The Nigerian National Petroleum Company Limited (NNPCL) recently made headlines with the appointment of Bayo Ojulari as the new Group Chief Executive Officer (GCEO). This announcement comes hand-in-hand with a significant increase in the price of Premium Motor Spirit (PMS), commonly known as petrol. The new pump price is now pegged at ₦950 per litre in Abuja and ₦925 in Lagos, intensifying the ongoing national discourse about fuel price volatility in Nigeria.
The price adjustment, effective from April 2, 2025, is not an isolated incident. It follows a series of price changes influenced by various factors, including fluctuations in the global oil market, foreign exchange issues, and domestic supply bottlenecks. Just a month prior, in March 2025, prices had dipped to ₦860 per litre, offering a glimmer of hope for consumers. However, recent market dynamics have thwarted expectations for stable prices.
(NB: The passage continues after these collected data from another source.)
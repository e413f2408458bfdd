//! Settings loading with deep merge and environment variable overrides.
//!
//! Deep merge rules:
//! - Objects are merged recursively (source overrides target per-key)
//! - Arrays and primitives are replaced entirely by source
//! - Null values in source are skipped (preserving target)

use std::path::{Path, PathBuf};

use serde_json::Value;
use tracing::debug;

use crate::errors::Result;
use crate::types::FanoutSettings;

/// Resolve the settings file path.
///
/// `$STREAMFAN_CONFIG` if set, otherwise `~/.streamfan/settings.json`.
pub fn settings_path() -> PathBuf {
    if let Some(explicit) = std::env::var_os("STREAMFAN_CONFIG") {
        return PathBuf::from(explicit);
    }
    let home = std::env::var("HOME").unwrap_or_else(|_| "/tmp".to_string());
    PathBuf::from(home).join(".streamfan").join("settings.json")
}

/// Load settings from the default path with env var overrides.
pub fn load_settings() -> Result<FanoutSettings> {
    load_settings_from_path(&settings_path())
}

/// Load settings from a specific path with env var overrides.
///
/// A missing file yields defaults. Invalid JSON or a failed
/// [`FanoutSettings::validate`] is an error.
pub fn load_settings_from_path(path: &Path) -> Result<FanoutSettings> {
    let mut settings = load_file_layer(path)?;
    apply_overrides_with(&mut settings, |key| std::env::var(key).ok());
    settings.validate()?;
    Ok(settings)
}

fn load_file_layer(path: &Path) -> Result<FanoutSettings> {
    let defaults = serde_json::to_value(FanoutSettings::default())?;

    let merged = if path.exists() {
        debug!(?path, "loading settings from file");
        let content = std::fs::read_to_string(path)?;
        let user: Value = serde_json::from_str(&content)?;
        deep_merge(defaults, user)
    } else {
        debug!(?path, "settings file not found, using defaults");
        defaults
    };

    Ok(serde_json::from_value(merged)?)
}

/// Recursive deep merge of two JSON values.
pub fn deep_merge(target: Value, source: Value) -> Value {
    match (target, source) {
        (Value::Object(mut target_map), Value::Object(source_map)) => {
            for (key, source_val) in source_map {
                if source_val.is_null() {
                    continue;
                }
                let merged = if let Some(target_val) = target_map.remove(&key) {
                    deep_merge(target_val, source_val)
                } else {
                    source_val
                };
                let _ = target_map.insert(key, merged);
            }
            Value::Object(target_map)
        }
        (_, source) => source,
    }
}

/// Apply `STREAMFAN_*` overrides using `lookup` to read variables.
///
/// Out-of-range or unparsable values are ignored with a warning.
pub fn apply_overrides_with<F>(settings: &mut FanoutSettings, lookup: F)
where
    F: Fn(&str) -> Option<String>,
{
    if let Some(v) = lookup("STREAMFAN_LOG_LEVEL").filter(|v| !v.is_empty()) {
        settings.log_level = v;
    }
    if let Some(v) = read_usize(&lookup, "STREAMFAN_EVENT_BUFFER", 1, 65_536) {
        settings.event_buffer = v;
    }
    if let Some(v) = read_u64(&lookup, "STREAMFAN_POLL_INTERVAL_MS", 1, 3_600_000) {
        settings.default_poll_interval_ms = v;
    }
}

/// Parse a string as a `u64` within a range.
pub fn parse_u64_range(val: &str, min: u64, max: u64) -> Option<u64> {
    let n: u64 = val.parse().ok()?;
    (n >= min && n <= max).then_some(n)
}

/// Parse a string as a `usize` within a range.
pub fn parse_usize_range(val: &str, min: usize, max: usize) -> Option<usize> {
    let n: usize = val.parse().ok()?;
    (n >= min && n <= max).then_some(n)
}

fn read_u64<F: Fn(&str) -> Option<String>>(lookup: &F, name: &str, min: u64, max: u64) -> Option<u64> {
    let val = lookup(name)?;
    let result = parse_u64_range(&val, min, max);
    if result.is_none() {
        tracing::warn!(key = name, value = %val, "invalid u64 env var, ignoring");
    }
    result
}

fn read_usize<F: Fn(&str) -> Option<String>>(
    lookup: &F,
    name: &str,
    min: usize,
    max: usize,
) -> Option<usize> {
    let val = lookup(name)?;
    let result = parse_usize_range(&val, min, max);
    if result.is_none() {
        tracing::warn!(key = name, value = %val, "invalid usize env var, ignoring");
    }
    result
}

#[cfg(test)]
mod tests {
    use super::*;
    use crate::errors::SettingsError;
    use std::collections::HashMap;

    fn lookup_from(pairs: &[(&str, &str)]) -> impl Fn(&str) -> Option<String> {
        let map: HashMap<String, String> = pairs
            .iter()
            .map(|(k, v)| ((*k).to_string(), (*v).to_string()))
            .collect();
        move |key| map.get(key).cloned()
    }

    // ── deep_merge ──────────────────────────────────────────────────

    #[test]
    fn merge_nested_override() {
        let target = serde_json::json!({"a": {"port": 8080, "host": "localhost"}});
        let source = serde_json::json!({"a": {"port": 9090}});
        let merged = deep_merge(target, source);
        assert_eq!(merged["a"]["port"], 9090);
        assert_eq!(merged["a"]["host"], "localhost");
    }

    #[test]
    fn merge_array_replace() {
        let target = serde_json::json!({"items": [1, 2, 3]});
        let source = serde_json::json!({"items": [4, 5]});
        let merged = deep_merge(target, source);
        assert_eq!(merged["items"], serde_json::json!([4, 5]));
    }

    #[test]
    fn merge_null_preserves_target() {
        let target = serde_json::json!({"a": 1, "b": 2});
        let source = serde_json::json!({"a": null});
        let merged = deep_merge(target, source);
        assert_eq!(merged["a"], 1);
        assert_eq!(merged["b"], 2);
    }

    #[test]
    fn merge_primitive_replaces_object() {
        let target = serde_json::json!({"a": {"nested": true}});
        let source = serde_json::json!({"a": 42});
        assert_eq!(deep_merge(target, source)["a"], 42);
    }

    // ── file layer ──────────────────────────────────────────────────

    #[test]
    fn missing_file_yields_defaults() {
        let dir = tempfile::tempdir().unwrap();
        let s = load_file_layer(&dir.path().join("absent.json")).unwrap();
        assert_eq!(s.event_buffer, FanoutSettings::default().event_buffer);
    }

    #[test]
    fn file_values_merge_over_defaults() {
        let dir = tempfile::tempdir().unwrap();
        let path = dir.path().join("settings.json");
        std::fs::write(
            &path,
            r#"{"defaultPollIntervalMs": 250, "endpoints": [{"name": "test", "port": 8000}]}"#,
        )
        .unwrap();

        let s = load_file_layer(&path).unwrap();
        assert_eq!(s.default_poll_interval_ms, 250);
        assert_eq!(s.log_level, "info");
        assert_eq!(s.endpoints.len(), 1);
        assert_eq!(s.endpoints[0].name, "test");
    }

    #[test]
    fn invalid_json_is_an_error() {
        let dir = tempfile::tempdir().unwrap();
        let path = dir.path().join("settings.json");
        std::fs::write(&path, "{not json").unwrap();
        assert!(matches!(load_file_layer(&path), Err(SettingsError::Json(_))));
    }

    #[test]
    fn load_from_path_validates() {
        let dir = tempfile::tempdir().unwrap();
        let path = dir.path().join("settings.json");
        std::fs::write(
            &path,
            r#"{"endpoints": [{"name": "dup"}, {"name": "dup"}]}"#,
        )
        .unwrap();
        assert!(matches!(
            load_settings_from_path(&path),
            Err(SettingsError::InvalidValue(_))
        ));
    }

    // ── overrides ───────────────────────────────────────────────────

    #[test]
    fn overrides_apply() {
        let mut s = FanoutSettings::default();
        apply_overrides_with(
            &mut s,
            lookup_from(&[
                ("STREAMFAN_LOG_LEVEL", "debug"),
                ("STREAMFAN_EVENT_BUFFER", "32"),
                ("STREAMFAN_POLL_INTERVAL_MS", "1000"),
            ]),
        );
        assert_eq!(s.log_level, "debug");
        assert_eq!(s.event_buffer, 32);
        assert_eq!(s.default_poll_interval_ms, 1000);
    }

    #[test]
    fn out_of_range_overrides_ignored() {
        let mut s = FanoutSettings::default();
        apply_overrides_with(
            &mut s,
            lookup_from(&[
                ("STREAMFAN_EVENT_BUFFER", "0"),
                ("STREAMFAN_POLL_INTERVAL_MS", "abc"),
                ("STREAMFAN_LOG_LEVEL", ""),
            ]),
        );
        let d = FanoutSettings::default();
        assert_eq!(s.event_buffer, d.event_buffer);
        assert_eq!(s.default_poll_interval_ms, d.default_poll_interval_ms);
        assert_eq!(s.log_level, d.log_level);
    }

    #[test]
    fn parse_ranges() {
        assert_eq!(parse_u64_range("5", 1, 10), Some(5));
        assert_eq!(parse_u64_range("11", 1, 10), None);
        assert_eq!(parse_u64_range("-1", 1, 10), None);
        assert_eq!(parse_usize_range("1", 1, 1), Some(1));
        assert_eq!(parse_usize_range("x", 1, 1), None);
    }
}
Crude supply costs have risen, refinery pricing approaches have adjusted, and the Nigerian naira continues to weaken against foreign currencies, resulting in higher petrol prices.
In the lead-up to NNPCL’s pricing announcement, independent fuel marketers had already started increasing their rates. For instance, some petrol stations in Lagos were selling fuel for ₦930 per litre, while those in the northern regions witnessed prices surge to ₦960. Analysts have pointed out that Dangote Refinery’s recent shift from naira to dollar payments for crude oil has exerted additional pressure on foreign exchange rates. This decision has compounded the challenges facing the Nigerian fuel market, leading to inevitable increases in fuel costs.
Bayo Ojulari assumes leadership during a turbulent time, facing public outrage over rising petrol prices. The NNPCL has claimed that price adjustments reflect economic realities; however, for many Nigerians, the impact of these price hikes is severe. The success of Ojulari’s leadership will rely on effectively navigating the balance between the operational goals of NNPCL and the pressing needs of the Nigerian populace, particularly in ensuring energy security while fostering economic stability.
Looking ahead, Nigeria’s transition to a fully deregulated fuel market presents both challenges and opportunities. Issues such as sourcing crude oil, managing foreign exchange, and addressing distribution inefficiencies remain unresolved. Questions loom over whether Ojulari can implement a strategy that leads to stable fuel pricing or whether Nigerians must brace for further increases. As stakeholders call for measures such as enhanced refining capacity, reforms in forex policies, and infrastructure improvements, the upcoming months will be crucial in determining the direction of Nigeria’s fuel market under new leadership.